### Saved data entries
# # # # #

//! Event extraction from raw log lines.
//!
//! Each line is matched structurally against the log's fixed markup:
//! a `<YYYY-MM-DD HH:MM:SS` timestamp prefix, an optional `|icNNNN;`
//! icon marker, `|r` span terminators and `|cff……` color codes around
//! names and amounts. Matching is exact; a line that carries a trigger
//! phrase but fails structural parsing is dropped, never an error.

use std::fs::File;
use std::path::Path;

use chrono::NaiveDateTime;
use memchr::{memchr, memchr_iter, memmem};
use memmap2::Mmap;
use rayon::prelude::*;

use arclog_types::EncounterProfile;

use crate::combat_log::{EventKind, LogEvent};

const ATTACKED: &str = " attacked ";
const TARGETED: &str = " targeted ";
const USING: &str = " using |cff57d6ae";
const CAUSED: &str = " and caused |cffc13d36-";
const HEALTH_SPAN: &str = " |cffc13d36Health|r|r";
const CRIT_OPEN: &str = " (|cffc13d36";
const RESTORE: &str = " to restore |cff9be85a";
const STRUCK: &str = " was struck by a |cff57d6ae";
const DEBUFF_SUFFIX: &str = " debuff!";
const CLEAR_PREFIX: &str = "'s |cff57d6ae";
const CLEAR_SUFFIX: &str = " debuff cleared";
const GAINED_BUFF: &str = " gained the buff: |cff57d6ae";
const SUCCESS_CAST: &str = " successfully cast |cff57d6ae";
const IS_CASTING: &str = " is casting |cff57d6ae";
const SPAN_END: &str = "|r|r";

/// Parse an entire log file into ordered events.
///
/// Line extraction is embarrassingly parallel (each line is independent);
/// the indexed collect preserves file order for the correlator.
pub fn parse_log_file<P: AsRef<Path>>(
    path: P,
    profile: &EncounterProfile,
) -> std::io::Result<Vec<LogEvent>> {
    let file = File::open(path)?;
    let mmap = unsafe { Mmap::map(&file)? };
    let bytes = mmap.as_ref();

    // Find all line boundaries
    let mut line_ranges: Vec<(usize, usize)> = Vec::new();
    let mut start = 0;
    for end in memchr_iter(b'\n', bytes) {
        if end > start {
            line_ranges.push((start, end));
        }
        start = end + 1;
    }
    if start < bytes.len() {
        line_ranges.push((start, bytes.len()));
    }

    let events: Vec<LogEvent> = line_ranges
        .par_iter()
        .enumerate()
        .filter_map(|(idx, &(start, end))| {
            let line = std::str::from_utf8(&bytes[start..end]).ok()?;
            extract_event(idx + 1, line, profile)
        })
        .collect();

    Ok(events)
}

/// Extract zero or one typed event from a raw line.
///
/// Patterns are attempted in fixed priority order; the first structural
/// match wins. Returns `None` for lines that match nothing, including
/// lines with a recognizable phrase but corrupt structure.
pub fn extract_event(
    line_number: usize,
    line: &str,
    profile: &EncounterProfile,
) -> Option<LogEvent> {
    let (rest, timestamp) = parse_timestamp(line)?;
    let (actor, rest) = parse_actor(rest)?;

    if let Some(rest) = rest.strip_prefix(ATTACKED) {
        return parse_attack(line_number, timestamp, actor, rest);
    }
    if let Some(rest) = rest.strip_prefix(TARGETED) {
        return parse_heal(line_number, timestamp, actor, rest);
    }
    if let Some(rest) = rest.strip_prefix(IS_CASTING) {
        let (label, rest) = take_until(rest, SPAN_END)?;
        if !rest.starts_with('!') {
            return None;
        }
        // Only the configured boss spawn cast is a wave boundary; other
        // cast-begin lines carry no information for this analysis.
        if actor == profile.boss_name && label == profile.spawn_ability {
            return Some(event(line_number, timestamp, EventKind::WaveSpawn, actor, label));
        }
        return None;
    }
    if let Some(rest) = rest.strip_prefix(STRUCK) {
        let (label, rest) = take_until(rest, SPAN_END)?;
        if !rest.starts_with(DEBUFF_SUFFIX) {
            return None;
        }
        return Some(event(line_number, timestamp, EventKind::DebuffApplied, actor, label));
    }
    if let Some(rest) = rest.strip_prefix(CLEAR_PREFIX) {
        let (label, rest) = take_until(rest, SPAN_END)?;
        if !rest.starts_with(CLEAR_SUFFIX) {
            return None;
        }
        return Some(event(line_number, timestamp, EventKind::DebuffCleared, actor, label));
    }
    if let Some(rest) = rest.strip_prefix(GAINED_BUFF) {
        let (label, _) = take_until(rest, SPAN_END)?;
        let kind = if actor == profile.boss_name && label == profile.power_buff {
            EventKind::PowerGain
        } else {
            EventKind::BuffGained
        };
        return Some(event(line_number, timestamp, kind, actor, label));
    }
    if let Some(rest) = rest.strip_prefix(SUCCESS_CAST) {
        let (label, rest) = take_until(rest, SPAN_END)?;
        if !rest.starts_with('!') {
            return None;
        }
        return Some(event(line_number, timestamp, EventKind::Cast, actor, label));
    }

    None
}

fn parse_attack(
    line_number: usize,
    timestamp: NaiveDateTime,
    actor: &str,
    rest: &str,
) -> Option<LogEvent> {
    let (target, rest) = take_until(rest, "|r")?;
    let rest = rest.strip_prefix(USING)?;
    let (label, rest) = take_until(rest, SPAN_END)?;
    let rest = rest.strip_prefix(CAUSED)?;
    let (amount, rest) = take_until(rest, SPAN_END)?;
    let magnitude = amount.parse::<i64>().ok()?;
    let rest = rest.strip_prefix(HEALTH_SPAN)?;
    let rest = rest.strip_prefix(CRIT_OPEN)?;
    let (crit_type, rest) = take_until(rest, SPAN_END)?;
    if !rest.starts_with(")!") {
        return None;
    }

    Some(LogEvent {
        line_number,
        timestamp,
        kind: EventKind::Attack,
        actor: actor.to_string(),
        target: Some(target.trim().to_string()),
        label: label.to_string(),
        magnitude: Some(magnitude),
        critical: crit_type.contains("Critical"),
    })
}

fn parse_heal(
    line_number: usize,
    timestamp: NaiveDateTime,
    actor: &str,
    rest: &str,
) -> Option<LogEvent> {
    let (target, rest) = take_until(rest, "|r")?;
    let rest = rest.strip_prefix(USING)?;
    let (label, rest) = take_until(rest, SPAN_END)?;
    let rest = rest.strip_prefix(RESTORE)?;
    let (amount, rest) = take_until(rest, SPAN_END)?;
    let magnitude = amount.parse::<i64>().ok()?;
    if !rest.starts_with(" health.") {
        return None;
    }

    Some(LogEvent {
        line_number,
        timestamp,
        kind: EventKind::Heal,
        actor: actor.to_string(),
        target: Some(target.trim().to_string()),
        label: label.to_string(),
        magnitude: Some(magnitude),
        critical: false,
    })
}

fn event(
    line_number: usize,
    timestamp: NaiveDateTime,
    kind: EventKind,
    actor: &str,
    label: &str,
) -> LogEvent {
    LogEvent {
        line_number,
        timestamp,
        kind,
        actor: actor.to_string(),
        target: None,
        label: label.to_string(),
        magnitude: None,
        critical: false,
    }
}

/// Split off the `<YYYY-MM-DD HH:MM:SS` prefix.
/// Layout is byte-checked before handing the slice to chrono, so a line
/// with a mangled timestamp fails here and is dropped by the caller.
fn parse_timestamp(input: &str) -> Option<(&str, NaiveDateTime)> {
    let b = input.as_bytes();
    if b.len() < 20
        || b[0] != b'<'
        || b[5] != b'-'
        || b[8] != b'-'
        || b[11] != b' '
        || b[14] != b':'
        || b[17] != b':'
    {
        return None;
    }
    let ts = NaiveDateTime::parse_from_str(&input[1..20], "%Y-%m-%d %H:%M:%S").ok()?;
    Some((&input[20..], ts))
}

/// Split off the actor name, dropping the `|icNNNN;` icon marker when
/// present. The span ends at the first `|r` terminator.
fn parse_actor(input: &str) -> Option<(&str, &str)> {
    let end = memmem::find(input.as_bytes(), b"|r")?;
    let span = &input[..end];
    let name = if span.starts_with('|') {
        let semi = memchr(b';', span.as_bytes())?;
        &span[semi + 1..]
    } else {
        span
    };
    Some((name.trim(), &input[end + 2..]))
}

fn take_until<'a>(input: &'a str, needle: &str) -> Option<(&'a str, &'a str)> {
    let pos = memmem::find(input.as_bytes(), needle.as_bytes())?;
    Some((&input[..pos], &input[pos + needle.len()..]))
}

# # # # #

### WORK INSTRUCTIONS
Please output the exact lines of the records above, beginning with the first and stopping after the line that holds "const CLEAR_SUFFIX: &str", and nothing else.

### SOLUTION TO THE PROBLEM
//! Event extraction from raw log lines.
//!
//! Each line is matched structurally against the log's fixed markup:
//! a `<YYYY-MM-DD HH:MM:SS` timestamp prefix, an optional `|icNNNN;`
//! icon marker, `|r` span terminators and `|cff……` color codes around
//! names and amounts. Matching is exact; a line that carries a trigger
//! phrase but fails structural parsing is dropped, never an error.

use std::fs::File;
use std::path::Path;

use chrono::NaiveDateTime;
use memchr::{memchr, memchr_iter, memmem};
use memmap2::Mmap;
use rayon::prelude::*;

use arclog_types::EncounterProfile;

use crate::combat_log::{EventKind, LogEvent};

const ATTACKED: &str = " attacked ";
const TARGETED: &str = " targeted ";
const USING: &str = " using |cff57d6ae";
const CAUSED: &str = " and caused |cffc13d36-";
const HEALTH_SPAN: &str = " |cffc13d36Health|r|r";
const CRIT_OPEN: &str = " (|cffc13d36";
const RESTORE: &str = " to restore |cff9be85a";
const STRUCK: &str = " was struck by a |cff57d6ae";
const DEBUFF_SUFFIX: &str = " debuff!";
const CLEAR_PREFIX: &str = "'s |cff57d6ae";
const CLEAR_SUFFIX: &str = " debuff cleared";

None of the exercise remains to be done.